A Review of the Nigerian Energy Industry

Kerosene – The forgotten scarcity

Kerosene queue at an NNPC filling station11 March 2014, Lagos – SCARCITY of kerosene has become a part of the daily challenges many Nigerians face. Unfortunately, their sufferings in sourcing kerosene, a fundamental cooking energy for a majority of Nigerian families do not enjoy the sort of prominence that a day’s shortage of petrol does.

Low income earning Nigerians bear the brunt of the scarcity. They use kerosene for cooking and lighting up their homes. Their daily toils with providing food for the family endures the additional challenge of getting kerosene, one of the numerous by-products of the crude oil we produce.

The official price of kerosene is fixed at N50 per litre. Kerosene is never available at that price. Across the country, kerosene costs as much as N170 per litre. In most instances, availability is the bigger issue.

Scarcity of kerosene is attributed to diversion of the product by some marketers. Sharp practices by middlemen are other reasons for the high price of kerosene. Obviously the supply of the product is inadequate. It is the primary cause of the high cost of kerosene. DPR has to deal with the sharp practices. It has the means to detect marketers who divert products. What it lacks is the will to punish them, which is why the sharp practices thrive.

If government cared about ameliorating the sufferings of the poor, it would not watch as the little people eke out is expended on inefficient and expensive fuels like kerosene. Over the years, availability and affordability of kerosene has posed challenges to users but government did not care.

Government usually claims it subsidises kerosene. Where is the subsidy if the product is sold at more than three times the official price? Many homes need kerosene. They are not getting attention for their pain because they are poor, including rural Nigerians, who their governments ignore their voices. What have their representatives at the National Assembly done about this recurring national burden on the poor, who are already over-burdened?
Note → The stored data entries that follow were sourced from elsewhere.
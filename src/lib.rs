pub mod config;
pub mod db;
pub mod ingest;
pub mod models;
pub mod rpc;
pub mod validation;

#[cfg(test)]
pub mod tests;

// Re-export specific items for convenience
pub use db::connection;
pub use db::table_name;
pub use ingest::account::{ingest_accounts, parse_program_accounts};
pub use ingest::transaction::{extract_instruction_rows, ingest_transaction};
pub use ingest::IngestError;
pub use models::{AccountRow, InstructionRow, ParsedAccount, RawProgramAccount};
pub use rpc::client::{RpcClient, RpcError};
pub use validation::{validate_program_id, validate_signature};
pub mod account;
pub mod transaction;

use crate::rpc::client::RpcError;
use thiserror::Error;

#[derive(Error, Debug)]
pub enum IngestError {
    #[error("RPC error: {0}")]
    Rpc(#[from] RpcError),

    #[error("malformed transaction: {0}")]
    MalformedTransaction(&'static str),

    #[error("malformed account payload: {0}")]
    MalformedAccounts(#[from] serde_json::Error),

    #[error("database error: {0}")]
    Storage(#[from] sqlx::Error),
}
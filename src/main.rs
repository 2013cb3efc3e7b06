use clap::Parser;
use program_ingest::{config::Config, db, ingest, rpc::client::RpcClient, validation};
use tracing::{error, info};
use tracing_subscriber::{layer::SubscriberExt, util::SubscriberInitExt};

/// Ingest one transaction and the owned-account snapshot for a program.
#[derive(Parser, Debug)]
#[command(name = "program-ingest")]
struct Cli {
    /// Program address whose activity is being ingested
    program_id: String,

    /// Transaction signature to fetch and normalize
    signature: String,
}

#[tokio::main]
async fn main() {
    // Initialize logging
    tracing_subscriber::registry()
        .with(tracing_subscriber::EnvFilter::new(
            std::env::var("RUST_LOG").unwrap_or_else(|_| "info".into()),
        ))
        .with(tracing_subscriber::fmt::layer())
        .init();

    let cli = Cli::parse();

    if let Err(e) = run(&cli).await {
        error!("ingestion failed: {}", e);
        std::process::exit(1);
    }
}

async fn run(cli: &Cli) -> Result<(), Box<dyn std::error::Error>> {
    // Reject malformed arguments before any network or storage access
    validation::validate_program_id(&cli.program_id)?;
    validation::validate_signature(&cli.signature)?;

    let config = Config::from_env()?;
    info!("configuration loaded");

    let client = RpcClient::new(&config.solana_rpc_url)?;

    let pool = db::connection::establish_connection(&config.database_url).await?;
    info!("database connection verified");

    // The two pipelines run sequentially, never concurrently
    let ixn_rows =
        ingest::transaction::ingest_transaction(&client, &pool, &cli.program_id, &cli.signature)
            .await?;
    let account_rows = ingest::account::ingest_accounts(&client, &pool, &cli.program_id).await?;

    info!(
        "ingestion complete: {} instruction rows, {} account rows",
        ixn_rows, account_rows
    );

    Ok(())
}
It is important to look beyond the immediate solution of liberalising kerosene importation to make room for other importers and marketers to join the business. The key to lower prices of kerosene, like fuel, lies in domestic refining of kerosene.

Government should be concerned enough about the plight of its people to act. In the longer term, other energy sources like gas, should be promoted as the alternative to kerosene.